▸ **Task goal**: Each entry here needs to be given again exactly.

▸ **Records to process**:

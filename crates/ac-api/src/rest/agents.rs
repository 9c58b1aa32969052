use axum::extract::{Path, State};
use axum::http::StatusCode;
use axum::Json;
use serde::{Deserialize, Serialize};
use std::path::PathBuf;
use uuid::Uuid;

use crate::error::{ApiError, ApiErrorResponse};
use crate::state::AppState;
use ac_agent::AgentSnapshot;
use ac_git::MergeResult;

#[derive(Deserialize)]
#[serde(rename_all = "camelCase")]
pub struct CreateAgentRequest {
    pub name: Option<String>,
    pub source_repo: Option<String>,
}

#[derive(Serialize)]
pub struct AgentsResponse {
    pub agents: Vec<AgentSnapshot>,
}

#[derive(Deserialize)]
#[serde(rename_all = "camelCase")]
pub struct PullRequestBody {
    pub title: Option<String>,
    #[serde(default)]
    pub body: Option<String>,
}

#[derive(Deserialize)]
#[serde(rename_all = "camelCase")]
pub struct MergeBody {
    #[serde(default)]
    pub target_branch: Option<String>,
}

#[derive(Serialize)]
#[serde(rename_all = "camelCase")]
pub struct PullRequestResponse {
    pub pr_url: String,
}

#[derive(Serialize)]
pub struct StatusResponse {
    pub status: String,
}

#[derive(Serialize)]
pub struct DiffResponse {
    pub diff: String,
}

pub async fn list(State(state): State<AppState>) -> Json<AgentsResponse> {
    Json(AgentsResponse {
        agents: state.registry.list().await,
    })
}

pub async fn get_agent(
    State(state): State<AppState>,
    Path(id): Path<Uuid>,
) -> Result<Json<AgentSnapshot>, ApiErrorResponse> {
    state
        .registry
        .get(id)
        .await
        .map(Json)
        .ok_or_else(|| ApiError::not_found("Agent"))
}

pub async fn create(
    State(state): State<AppState>,
    Json(body): Json<CreateAgentRequest>,
) -> Result<(StatusCode, Json<AgentSnapshot>), ApiErrorResponse> {
    let name = body
        .name
        .as_deref()
        .map(str::trim)
        .filter(|s| !s.is_empty())
        .ok_or_else(|| ApiError::bad_request("Missing required field: name"))?;
    let source_repo = body
        .source_repo
        .as_deref()
        .map(str::trim)
        .filter(|s| !s.is_empty())
        .ok_or_else(|| ApiError::bad_request("Missing required field: sourceRepo"))?;

    let agent = state
        .registry
        .create(name, PathBuf::from(source_repo))
        .await?;
    Ok((StatusCode::CREATED, Json(agent)))
}

pub async fn delete_agent(
    State(state): State<AppState>,
    Path(id): Path<Uuid>,
) -> Result<StatusCode, ApiErrorResponse> {
    state.registry.delete(id).await?;
    Ok(StatusCode::NO_CONTENT)
}

pub async fn status(
    State(state): State<AppState>,
    Path(id): Path<Uuid>,
) -> Result<Json<StatusResponse>, ApiErrorResponse> {
    let record = state.registry.record(id).await?;
    let status = state.coordinator.status(&record.work_dir).await?;
    Ok(Json(StatusResponse { status }))
}

pub async fn diff(
    State(state): State<AppState>,
    Path(id): Path<Uuid>,
) -> Result<Json<DiffResponse>, ApiErrorResponse> {
    let record = state.registry.record(id).await?;
    let diff = state.coordinator.diff(&record.work_dir).await?;
    Ok(Json(DiffResponse { diff }))
}

pub async fn create_pr(
    State(state): State<AppState>,
    Path(id): Path<Uuid>,
    Json(body): Json<PullRequestBody>,
) -> Result<Json<PullRequestResponse>, ApiErrorResponse> {
    let title = body
        .title
        .as_deref()
        .map(str::trim)
        .filter(|s| !s.is_empty())
        .ok_or_else(|| ApiError::bad_request("Missing required field: title"))?;

    let record = state.registry.record(id).await?;
    let pr_url = state
        .coordinator
        .create_pull_request(&record.work_dir, title, body.body.as_deref().unwrap_or(""))
        .await?;
    Ok(Json(PullRequestResponse { pr_url }))
}

/// Merge outcomes (including conflicts) are always 200; the `success` field
/// distinguishes. Only protocol-level failures become HTTP errors.
pub async fn merge(
    State(state): State<AppState>,
    Path(id): Path<Uuid>,
    Json(body): Json<MergeBody>,
) -> Result<Json<MergeResult>, ApiErrorResponse> {
    let record = state.registry.record(id).await?;
    let result = state
        .coordinator
        .try_local_merge(&record.work_dir, body.target_branch)
        .await?;
    Ok(Json(result))
}
pub mod buffer;
pub mod control;
pub mod events;
pub mod logfile;
pub mod registry;
pub mod tab;

pub use buffer::{BufferStats, OutputBuffer, OutputChunk};
pub use control::ControlRegistry;
pub use events::{Event, EventBus};
pub use registry::{AgentRegistry, AgentSnapshot, AgentStatus, TabSnapshot};
pub use tab::{TabSession, TabStatus};

use uuid::Uuid;

#[derive(Debug, thiserror::Error)]
pub enum AgentError {
    #[error("Agent not found: {0}")]
    AgentNotFound(Uuid),
    #[error("Tab not found: {0}")]
    TabNotFound(Uuid),
    #[error("Agent has no tabs: {0}")]
    NoTabs(Uuid),
    #[error(transparent)]
    Pty(#[from] ac_pty::PtyError),
    #[error(transparent)]
    Git(#[from] ac_git::GitError),
    #[error("IO error: {0}")]
    Io(#[from] std::io::Error),
}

▸ **Solved problem**:
filename crates/ac-api/src/rest/agents.rs
repository 9c58b1aa32969052
use axum::extract::{Path, State};
use axum::http::StatusCode;
use axum::Json;
use serde::{Deserialize, Serialize};
use std::path::PathBuf;
use uuid::Uuid;

use crate::error::{ApiError, ApiErrorResponse};
use crate::state::AppState;
use ac_agent::AgentSnapshot;
use ac_git::MergeResult;

#[derive(Deserialize)]
#[serde(rename_all = "camelCase")]
pub struct CreateAgentRequest {
    pub name: Option<String>,
    pub source_repo: Option<String>,
}

#[derive(Serialize)]
pub struct AgentsResponse {
    pub agents: Vec<AgentSnapshot>,
}

#[derive(Deserialize)]
#[serde(rename_all = "camelCase")]
pub struct PullRequestBody {
    pub title: Option<String>,
    #[serde(default)]
    pub body: Option<String>,
}

#[derive(Deserialize)]
#[serde(rename_all = "camelCase")]
pub struct MergeBody {
    #[serde(default)]
    pub target_branch: Option<String>,
}

#[derive(Serialize)]
#[serde(rename_all = "camelCase")]
pub struct PullRequestResponse {
    pub pr_url: String,
}

#[derive(Serialize)]
pub struct StatusResponse {
    pub status: String,
}

#[derive(Serialize)]
pub struct DiffResponse {
    pub diff: String,
}

pub async fn list(State(state): State<AppState>) -> Json<AgentsResponse> {
    Json(AgentsResponse {
        agents: state.registry.list().await,
    })
}

pub async fn get_agent(
    State(state): State<AppState>,
    Path(id): Path<Uuid>,
) -> Result<Json<AgentSnapshot>, ApiErrorResponse> {
    state
        .registry
        .get(id)
        .await
        .map(Json)
        .ok_or_else(|| ApiError::not_found("Agent"))
}

pub async fn create(
    State(state): State<AppState>,
    Json(body): Json<CreateAgentRequest>,
) -> Result<(StatusCode, Json<AgentSnapshot>), ApiErrorResponse> {
    let name = body
        .name
        .as_deref()
        .map(str::trim)
        .filter(|s| !s.is_empty())
        .ok_or_else(|| ApiError::bad_request("Missing required field: name"))?;
    let source_repo = body
        .source_repo
        .as_deref()
        .map(str::trim)
        .filter(|s| !s.is_empty())
        .ok_or_else(|| ApiError::bad_request("Missing required field: sourceRepo"))?;

    let agent = state
        .registry
        .create(name, PathBuf::from(source_repo))
        .await?;
    Ok((StatusCode::CREATED, Json(agent)))
}

pub async fn delete_agent(
    State(state): State<AppState>,
    Path(id): Path<Uuid>,
) -> Result<StatusCode, ApiErrorResponse> {
    state.registry.delete(id).await?;
    Ok(StatusCode::NO_CONTENT)
}

pub async fn status(
    State(state): State<AppState>,
    Path(id): Path<Uuid>,
) -> Result<Json<StatusResponse>, ApiErrorResponse> {
    let record = state.registry.record(id).await?;
    let status = state.coordinator.status(&record.work_dir).await?;
    Ok(Json(StatusResponse { status }))
}

pub async fn diff(
    State(state): State<AppState>,
    Path(id): Path<Uuid>,
) -> Result<Json<DiffResponse>, ApiErrorResponse> {
    let record = state.registry.record(id).await?;
    let diff = state.coordinator.diff(&record.work_dir).await?;
    Ok(Json(DiffResponse { diff }))
}

pub async fn create_pr(
    State(state): State<AppState>,
    Path(id): Path<Uuid>,
    Json(body): Json<PullRequestBody>,
) -> Result<Json<PullRequestResponse>, ApiErrorResponse> {
    let title = body
        .title
        .as_deref()
        .map(str::trim)
        .filter(|s| !s.is_empty())
        .ok_or_else(|| ApiError::bad_request("Missing required field: title"))?;

    let record = state.registry.record(id).await?;
    let pr_url = state
        .coordinator
        .create_pull_request(&record.work_dir, title, body.body.as_deref().unwrap_or(""))
        .await?;
    Ok(Json(PullRequestResponse { pr_url }))
}

/// Merge outcomes (including conflicts) are always 200; the `success` field
/// distinguishes. Only protocol-level failures become HTTP errors.
pub async fn merge(
    State(state): State<AppState>,
    Path(id): Path<Uuid>,
    Json(body): Json<MergeBody>,
) -> Result<Json<MergeResult>, ApiErrorResponse> {
    let record = state.registry.record(id).await?;
    let result = state
        .coordinator
        .try_local_merge(&record.work_dir, body.target_branch)
        .await?;
    Ok(Json(result))
}
pub mod buffer;
pub mod control;
pub mod events;
pub mod logfile;
pub mod registry;
pub mod tab;

pub use buffer::{BufferStats, OutputBuffer, OutputChunk};
pub use control::ControlRegistry;
pub use events::{Event, EventBus};
pub use registry::{AgentRegistry, AgentSnapshot, AgentStatus, TabSnapshot};
pub use tab::{TabSession, TabStatus};

use uuid::Uuid;

#[derive(Debug, thiserror::Error)]
pub enum AgentError {
    #[error("Agent not found: {0}")]
    AgentNotFound(Uuid),
    #[error("Tab not found: {0}")]
    TabNotFound(Uuid),
    #[error("Agent has no tabs: {0}")]
    NoTabs(Uuid),
    #[error(transparent)]
    Pty(#[from] ac_pty::PtyError),
    #[error(transparent)]
    Git(#[from] ac_git::GitError),
    #[error("IO error: {0}")]
    Io(#[from] std::io::Error),
}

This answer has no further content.